Chicken breast roll garnished with Kalettes®
- Makes Makes 4 Portions
- Not Suitable for freezing
- Preparation 35 minutes
- 20 minutes cooking time
- 200 C°, 400 F°, Gas Mark 6
- 1 kg chicken breast fillets
- 2 peeled roasted red peppers
- 1 cup of white wine
- 8 slices of Cheddar cheese
- 350g Kalettes
- 500g baby potatoes
- Clarified butter
- Black pepper
- Boil the potatoes 20 minutes in a pan with water and one tablespoon of salt. Leave to cool and then peel them.
- Season the chicken fillets with salt and pepper. Place a slice of roasted red pepper and Cheddar cheese on top of each fillet. Roll and tie with string them so they don’t lose their shape during cooking.

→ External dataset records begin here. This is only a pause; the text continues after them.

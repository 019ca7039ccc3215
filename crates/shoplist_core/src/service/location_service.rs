//! Location use-case service.
//!
//! # Responsibility
//! - Provide create/update/delete/list entry points for locations.
//! - Guard the "Unknown Location" sentinel against user edits that would
//!   break its role.
//!
//! # Invariants
//! - The sentinel keeps its reserved visitation order; only name and color
//!   may change.
//! - User locations can never take the reserved order.
//! - Updates cascade `visitation_order` to every item at the location in the
//!   same commit (delegated to the repository transaction).

use crate::model::location::{
    Location, LocationColor, LocationId, LocationSummary, DEFAULT_VISITATION_ORDER,
    UNKNOWN_LOCATION_VISITATION_ORDER,
};
use crate::model::validation::{normalize_name, ValidationError};
use crate::repo::location_repo::{LocationRepository, RepoError, RepoResult};
use log::info;
use std::error::Error;
use std::fmt::{Display, Formatter};

/// Editable location fields, used for create requests and form drafts.
#[derive(Debug, Clone, PartialEq)]
pub struct LocationFields {
    pub name: String,
    pub visitation_order: i32,
    pub color: LocationColor,
}

impl Default for LocationFields {
    fn default() -> Self {
        Self {
            name: String::new(),
            visitation_order: DEFAULT_VISITATION_ORDER,
            color: LocationColor::default(),
        }
    }
}

impl From<&Location> for LocationFields {
    fn from(value: &Location) -> Self {
        Self {
            name: value.name.clone(),
            visitation_order: value.visitation_order,
            color: value.color,
        }
    }
}

/// Result of a location update.
#[derive(Debug, Clone, PartialEq)]
pub struct LocationUpdate {
    pub location: Location,
    /// Items whose denormalized visitation order was rewritten.
    pub items_resynced: usize,
}

/// Service error for location use-cases.
#[derive(Debug)]
pub enum LocationServiceError {
    InvalidFields(ValidationError),
    /// A user location asked for the sentinel's reserved order.
    ReservedVisitationOrder,
    LocationNotFound(LocationId),
    /// The sentinel cannot be deleted.
    UnknownLocationProtected(LocationId),
    Repo(RepoError),
}

impl Display for LocationServiceError {
    fn fmt(&self, f: &mut Formatter<'_>) -> std::fmt::Result {
        match self {
            Self::InvalidFields(err) => write!(f, "invalid location: {err}"),
            Self::ReservedVisitationOrder => write!(
                f,
                "visitation order {UNKNOWN_LOCATION_VISITATION_ORDER} is reserved for the unknown location"
            ),
            Self::LocationNotFound(id) => write!(f, "location not found: {id}"),
            Self::UnknownLocationProtected(id) => {
                write!(f, "the unknown location cannot be deleted: {id}")
            }
            Self::Repo(err) => write!(f, "{err}"),
        }
    }
}

impl Error for LocationServiceError {
    fn source(&self) -> Option<&(dyn Error + 'static)> {
        match self {
            Self::InvalidFields(err) => Some(err),
            Self::Repo(err) => Some(err),
            _ => None,
        }
    }
}

impl From<RepoError> for LocationServiceError {
    fn from(value: RepoError) -> Self {
        match value {
            RepoError::Validation(err) => Self::InvalidFields(err),
            RepoError::LocationNotFound(id) => Self::LocationNotFound(id),
            RepoError::ProtectedLocation(id) => Self::UnknownLocationProtected(id),
            RepoError::ReservedVisitationOrder(_) => Self::ReservedVisitationOrder,
            other => Self::Repo(other),
        }
    }
}

impl From<ValidationError> for LocationServiceError {
    fn from(value: ValidationError) -> Self {
        Self::InvalidFields(value)
    }
}

/// Location service facade over repository implementations.
pub struct LocationService<R: LocationRepository> {
    repo: R,
}

impl<R: LocationRepository> LocationService<R> {
    pub fn new(repo: R) -> Self {
        Self { repo }
    }

    /// Creates one user location.
    pub fn create_location(
        &self,
        fields: &LocationFields,
    ) -> Result<Location, LocationServiceError> {
        if fields.visitation_order == UNKNOWN_LOCATION_VISITATION_ORDER {
            return Err(LocationServiceError::ReservedVisitationOrder);
        }
        let location = Location::new(&fields.name, fields.visitation_order, fields.color)?;
        let created = self.repo.create_location(&location)?;
        info!(
            "event=location_create module=service status=ok location_id={} visitation_order={}",
            created.uuid, created.visitation_order
        );
        Ok(created)
    }

    /// Applies `fields` to an existing location and cascades its order.
    ///
    /// For the sentinel, `fields.visitation_order` is ignored.
    pub fn update_location(
        &self,
        id: LocationId,
        fields: &LocationFields,
    ) -> Result<LocationUpdate, LocationServiceError> {
        let current = self
            .repo
            .get_location(id)?
            .ok_or(LocationServiceError::LocationNotFound(id))?;

        let visitation_order = if current.is_unknown() {
            UNKNOWN_LOCATION_VISITATION_ORDER
        } else if fields.visitation_order == UNKNOWN_LOCATION_VISITATION_ORDER {
            return Err(LocationServiceError::ReservedVisitationOrder);
        } else {
            fields.visitation_order
        };

        let updated = Location {
            uuid: id,
            name: normalize_name(&fields.name)?,
            visitation_order,
            color: fields.color,
        };
        let items_resynced = self.repo.update_location(&updated)?;
        info!(
            "event=location_update module=service status=ok location_id={} visitation_order={} items_resynced={}",
            id, visitation_order, items_resynced
        );
        Ok(LocationUpdate {
            location: updated,
            items_resynced,
        })
    }

    /// Moves the location's items to the sentinel and deletes it.
    ///
    /// Returns the number of items reassigned.
    pub fn delete_location(&self, id: LocationId) -> Result<usize, LocationServiceError> {
        let reassigned = self.repo.delete_location(id)?;
        info!(
            "event=location_delete module=service status=ok location_id={} items_reassigned={}",
            id, reassigned
        );
        Ok(reassigned)
    }

    /// Returns the sentinel, creating it on first use.
    pub fn unknown_location(&self) -> RepoResult<Location> {
        self.repo.ensure_unknown_location()
    }

    pub fn get_location(&self, id: LocationId) -> RepoResult<Option<Location>> {
        self.repo.get_location(id)
    }

    pub fn find_location_by_name(&self, name: &str) -> RepoResult<Option<Location>> {
        self.repo.find_location_by_name(name)
    }

    /// Lists every location by visitation order, ties broken by name.
    pub fn list_locations(&self) -> RepoResult<Vec<Location>> {
        self.repo.list_locations()
    }

    /// Lists locations with their item counts, in visitation order.
    pub fn list_location_summaries(&self) -> RepoResult<Vec<LocationSummary>> {
        self.repo.list_location_summaries()
    }
}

- Sear the chicken rolls with a knob of clarified butter in a frying pan until golden brown. Place on a tray and bake in the oven at 200ºC for 20 minutes. Add the white wine at the halfway point
- Remove the stems of the Kalettes®, clean and cook them in salted boiling water for around 10 minutes
- In the same pan used to fry the chicken, add a knob of butter and saut© the baby potatoes and Kalettes® for 2 minutes.
- Serve the chicken roll with the cooking juice and the potatoes and Kalettes® as a garnish. Enjoy!
Kalettes®, are a natural hybrid between Brussels sprouts and kale, they emerged in 2011 as the result of the work of independent British seed house Tozer Seeds. First sold exclusively in M&S, the product soon appeared in Asda, Sainsbury’s and Waitrose.